- Opening Delimiter -

//! Typed tree nodes exposed to scripts as userdata.

use std::cell::RefCell;
use std::collections::BTreeMap;
use std::fmt;
use std::rc::{Rc, Weak};

use mlua::prelude::*;
use serde::{Deserialize, Serialize};
use uuid::Uuid;

/// The class of a tree node, derived from the source file's extension or a
/// metadata/model declaration.
#[derive(Debug, Clone, PartialEq, Eq)]
pub enum NodeClass {
  Folder,
  /// `*.server.lua`
  ServerScript,
  /// `*.client.lua` — the entry-point kind collected by deploy.
  ClientScript,
  /// `*.lua` / `*.json` — the module kind, subject to the non-nil contract.
  ModuleScript,
  /// `*.txt`
  StringValue,
  /// `*.csv`
  LocalizationTable,
  /// Any class declared by a metadata or model file.
  Other(String),
}

impl NodeClass {
  pub fn from_name(name: &str) -> Self {
    match name {
      "Folder" => NodeClass::Folder,
      "ServerScript" => NodeClass::ServerScript,
      "ClientScript" => NodeClass::ClientScript,
      "ModuleScript" => NodeClass::ModuleScript,
      "StringValue" => NodeClass::StringValue,
      "LocalizationTable" => NodeClass::LocalizationTable,
      other => NodeClass::Other(other.to_string()),
    }
  }

  /// Module-kind nodes must return a non-nil value when required.
  pub fn is_module(&self) -> bool {
    matches!(self, NodeClass::ModuleScript)
  }

  /// Entry-point nodes are executed concurrently by deploy.
  pub fn is_entry_point(&self) -> bool {
    matches!(self, NodeClass::ClientScript)
  }
}

impl fmt::Display for NodeClass {
  fn fmt(&self, f: &mut fmt::Formatter<'_>) -> fmt::Result {
    let name = match self {
      NodeClass::Folder => "Folder",
      NodeClass::ServerScript => "ServerScript",
      NodeClass::ClientScript => "ClientScript",
      NodeClass::ModuleScript => "ModuleScript",
      NodeClass::StringValue => "StringValue",
      NodeClass::LocalizationTable => "LocalizationTable",
      NodeClass::Other(other) => other,
    };
    f.write_str(name)
  }
}

/// A JSON-shaped property value attached to a node.
#[derive(Debug, Clone, PartialEq, Serialize, Deserialize)]
#[serde(untagged)]
pub enum Property {
  Bool(bool),
  Number(f64),
  String(String),
  List(Vec<Property>),
}

impl IntoLua for Property {
  fn into_lua(self, lua: &Lua) -> LuaResult<LuaValue> {
    match self {
      Property::Bool(value) => Ok(LuaValue::Boolean(value)),
      Property::Number(value) => Ok(LuaValue::Number(value)),
      Property::String(value) => Ok(LuaValue::String(lua.create_string(&value)?)),
      Property::List(values) => {
        let table = lua.create_table()?;
        for (i, value) in values.into_iter().enumerate() {
          table.set(i + 1, value)?;
        }
        Ok(LuaValue::Table(table))
      }
    }
  }
}

struct NodeData {
  id: Uuid,
  name: String,
  class: NodeClass,
  properties: BTreeMap<String, Property>,
  parent: Option<Weak<RefCell<NodeData>>>,
  children: Vec<Node>,
}

/// A shared-ownership tree node. Cloning a `Node` clones the handle, not the
/// node; parent links are weak so a tree never leaks through cycles.
#[derive(Clone)]
pub struct Node {
  inner: Rc<RefCell<NodeData>>,
}

impl Node {
  pub fn new(name: impl Into<String>, class: NodeClass) -> Self {
    Self {
      inner: Rc::new(RefCell::new(NodeData {
        id: Uuid::new_v4(),
        name: name.into(),
        class,
        properties: BTreeMap::new(),
        parent: None,
        children: Vec::new(),
      })),
    }
  }

  pub fn id(&self) -> Uuid {
    self.inner.borrow().id
  }

  pub fn name(&self) -> String {
    self.inner.borrow().name.clone()
  }

  pub fn class(&self) -> NodeClass {
    self.inner.borrow().class.clone()
  }

  pub fn parent(&self) -> Option<Node> {
    self
      .inner
      .borrow()
      .parent
      .as_ref()
      .and_then(Weak::upgrade)
      .map(|inner| Node { inner })
  }

  pub fn children(&self) -> Vec<Node> {
    self.inner.borrow().children.clone()
  }

  /// Attach `child` under this node. A child already parented elsewhere is
  /// detached from its previous parent first.
  pub fn add_child(&self, child: &Node) {
    if let Some(previous) = child.parent() {
      previous
        .inner
        .borrow_mut()
        .children
        .retain(|sibling| !Rc::ptr_eq(&sibling.inner, &child.inner));
    }
    child.inner.borrow_mut().parent = Some(Rc::downgrade(&self.inner));
    self.inner.borrow_mut().children.push(child.clone());
  }

  pub fn find_child(&self, name: &str) -> Option<Node> {
    self
      .inner
      .borrow()
      .children
      .iter()
      .find(|child| child.inner.borrow().name == name)
      .cloned()
  }

  pub fn set_property(&self, name: impl Into<String>, value: Property) {
    self.inner.borrow_mut().properties.insert(name.into(), value);
  }

  pub fn property(&self, name: &str) -> Option<Property> {
    self.inner.borrow().properties.get(name).cloned()
  }

  /// Dot-joined path from the tree root down to this node.
  pub fn full_name(&self) -> String {
    let mut parts = vec![self.name()];
    let mut current = self.parent();
    while let Some(node) = current {
      parts.push(node.name());
      current = node.parent();
    }
    parts.reverse();
    parts.join(".")
  }
}

impl fmt::Debug for Node {
  fn fmt(&self, f: &mut fmt::Formatter<'_>) -> fmt::Result {
    f.debug_struct("Node")
      .field("name", &self.name())
      .field("class", &self.class())
      .finish()
  }
}

impl LuaUserData for Node {
  fn add_fields<F: LuaUserDataFields<Self>>(fields: &mut F) {
    fields.add_field_method_get("name", |_, this| Ok(this.name()));
    fields.add_field_method_get("class_name", |_, this| Ok(this.class().to_string()));
    fields.add_field_method_get("parent", |_, this| Ok(this.parent()));
  }

  fn add_methods<M: LuaUserDataMethods<Self>>(methods: &mut M) {
    methods.add_method("full_name", |_, this, ()| Ok(this.full_name()));
    methods.add_method("children", |_, this, ()| Ok(this.children()));
    methods.add_method("child", |_, this, name: String| Ok(this.find_child(&name)));
    methods.add_method("prop", |lua, this, name: String| match this.property(&name) {
      Some(value) => value.into_lua(lua),
      None => Ok(LuaValue::Nil),
    });
    methods.add_meta_method(LuaMetaMethod::ToString, |_, this, ()| Ok(this.full_name()));
  }
}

- Closing Delimiter -

The response should be an exact copy of every line above.

//! Typed tree nodes exposed to scripts as userdata.

use std::cell::RefCell;
use std::collections::BTreeMap;
use std::fmt;
use std::rc::{Rc, Weak};

use mlua::prelude::*;
use serde::{Deserialize, Serialize};
use uuid::Uuid;

/// The class of a tree node, derived from the source file's extension or a
/// metadata/model declaration.
#[derive(Debug, Clone, PartialEq, Eq)]
pub enum NodeClass {
  Folder,
  /// `*.server.lua`
  ServerScript,
  /// `*.client.lua` — the entry-point kind collected by deploy.
  ClientScript,
  /// `*.lua` / `*.json` — the module kind, subject to the non-nil contract.
  ModuleScript,
  /// `*.txt`
  StringValue,
  /// `*.csv`
  LocalizationTable,
  /// Any class declared by a metadata or model file.
  Other(String),
}

impl NodeClass {
  pub fn from_name(name: &str) -> Self {
    match name {
      "Folder" => NodeClass::Folder,
      "ServerScript" => NodeClass::ServerScript,
      "ClientScript" => NodeClass::ClientScript,
      "ModuleScript" => NodeClass::ModuleScript,
      "StringValue" => NodeClass::StringValue,
      "LocalizationTable" => NodeClass::LocalizationTable,
      other => NodeClass::Other(other.to_string()),
    }
  }

  /// Module-kind nodes must return a non-nil value when required.
  pub fn is_module(&self) -> bool {
    matches!(self, NodeClass::ModuleScript)
  }

  /// Entry-point nodes are executed concurrently by deploy.
  pub fn is_entry_point(&self) -> bool {
    matches!(self, NodeClass::ClientScript)
  }
}

impl fmt::Display for NodeClass {
  fn fmt(&self, f: &mut fmt::Formatter<'_>) -> fmt::Result {
    let name = match self {
      NodeClass::Folder => "Folder",
      NodeClass::ServerScript => "ServerScript",
      NodeClass::ClientScript => "ClientScript",
      NodeClass::ModuleScript => "ModuleScript",
      NodeClass::StringValue => "StringValue",
      NodeClass::LocalizationTable => "LocalizationTable",
      NodeClass::Other(other) => other,
    };
    f.write_str(name)
  }
}

/// A JSON-shaped property value attached to a node.
#[derive(Debug, Clone, PartialEq, Serialize, Deserialize)]
#[serde(untagged)]
pub enum Property {
  Bool(bool),
  Number(f64),
  String(String),
  List(Vec<Property>),
}

impl IntoLua for Property {
  fn into_lua(self, lua: &Lua) -> LuaResult<LuaValue> {
    match self {
      Property::Bool(value) => Ok(LuaValue::Boolean(value)),
      Property::Number(value) => Ok(LuaValue::Number(value)),
      Property::String(value) => Ok(LuaValue::String(lua.create_string(&value)?)),
      Property::List(values) => {
        let table = lua.create_table()?;
        for (i, value) in values.into_iter().enumerate() {
          table.set(i + 1, value)?;
        }
        Ok(LuaValue::Table(table))
      }
    }
  }
}

struct NodeData {
  id: Uuid,
  name: String,
  class: NodeClass,
  properties: BTreeMap<String, Property>,
  parent: Option<Weak<RefCell<NodeData>>>,
  children: Vec<Node>,
}

/// A shared-ownership tree node. Cloning a `Node` clones the handle, not the
/// node; parent links are weak so a tree never leaks through cycles.
#[derive(Clone)]
pub struct Node {
  inner: Rc<RefCell<NodeData>>,
}

impl Node {
  pub fn new(name: impl Into<String>, class: NodeClass) -> Self {
    Self {
      inner: Rc::new(RefCell::new(NodeData {
        id: Uuid::new_v4(),
        name: name.into(),
        class,
        properties: BTreeMap::new(),
        parent: None,
        children: Vec::new(),
      })),
    }
  }

  pub fn id(&self) -> Uuid {
    self.inner.borrow().id
  }

  pub fn name(&self) -> String {
    self.inner.borrow().name.clone()
  }

  pub fn class(&self) -> NodeClass {
    self.inner.borrow().class.clone()
  }

  pub fn parent(&self) -> Option<Node> {
    self
      .inner
      .borrow()
      .parent
      .as_ref()
      .and_then(Weak::upgrade)
      .map(|inner| Node { inner })
  }

  pub fn children(&self) -> Vec<Node> {
    self.inner.borrow().children.clone()
  }

  /// Attach `child` under this node. A child already parented elsewhere is
  /// detached from its previous parent first.
  pub fn add_child(&self, child: &Node) {
    if let Some(previous) = child.parent() {
      previous
        .inner
        .borrow_mut()
        .children
        .retain(|sibling| !Rc::ptr_eq(&sibling.inner, &child.inner));
    }
    child.inner.borrow_mut().parent = Some(Rc::downgrade(&self.inner));
    self.inner.borrow_mut().children.push(child.clone());
  }

  pub fn find_child(&self, name: &str) -> Option<Node> {
    self
      .inner
      .borrow()
      .children
      .iter()
      .find(|child| child.inner.borrow().name == name)
      .cloned()
  }

  pub fn set_property(&self, name: impl Into<String>, value: Property) {
    self.inner.borrow_mut().properties.insert(name.into(), value);
  }

  pub fn property(&self, name: &str) -> Option<Property> {
    self.inner.borrow().properties.get(name).cloned()
  }

  /// Dot-joined path from the tree root down to this node.
  pub fn full_name(&self) -> String {
    let mut parts = vec![self.name()];
    let mut current = self.parent();
    while let Some(node) = current {
      parts.push(node.name());
      current = node.parent();
    }
    parts.reverse();
    parts.join(".")
  }
}

impl fmt::Debug for Node {
  fn fmt(&self, f: &mut fmt::Formatter<'_>) -> fmt::Result {
    f.debug_struct("Node")
      .field("name", &self.name())
      .field("class", &self.class())
      .finish()
  }
}

impl LuaUserData for Node {
  fn add_fields<F: LuaUserDataFields<Self>>(fields: &mut F) {
    fields.add_field_method_get("name", |_, this| Ok(this.name()));
    fields.add_field_method_get("class_name", |_, this| Ok(this.class().to_string()));
    fields.add_field_method_get("parent", |_, this| Ok(this.parent()));
  }

  fn add_methods<M: LuaUserDataMethods<Self>>(methods: &mut M) {
    methods.add_method("full_name", |_, this, ()| Ok(this.full_name()));
    methods.add_method("children", |_, this, ()| Ok(this.children()));
    methods.add_method("child", |_, this, name: String| Ok(this.find_child(&name)));
    methods.add_method("prop", |lua, this, name: String| match this.property(&name) {
      Some(value) => value.into_lua(lua),
      None => Ok(LuaValue::Nil),
    });
    methods.add_meta_method(LuaMetaMethod::ToString, |_, this, ()| Ok(this.full_name()));
  }
}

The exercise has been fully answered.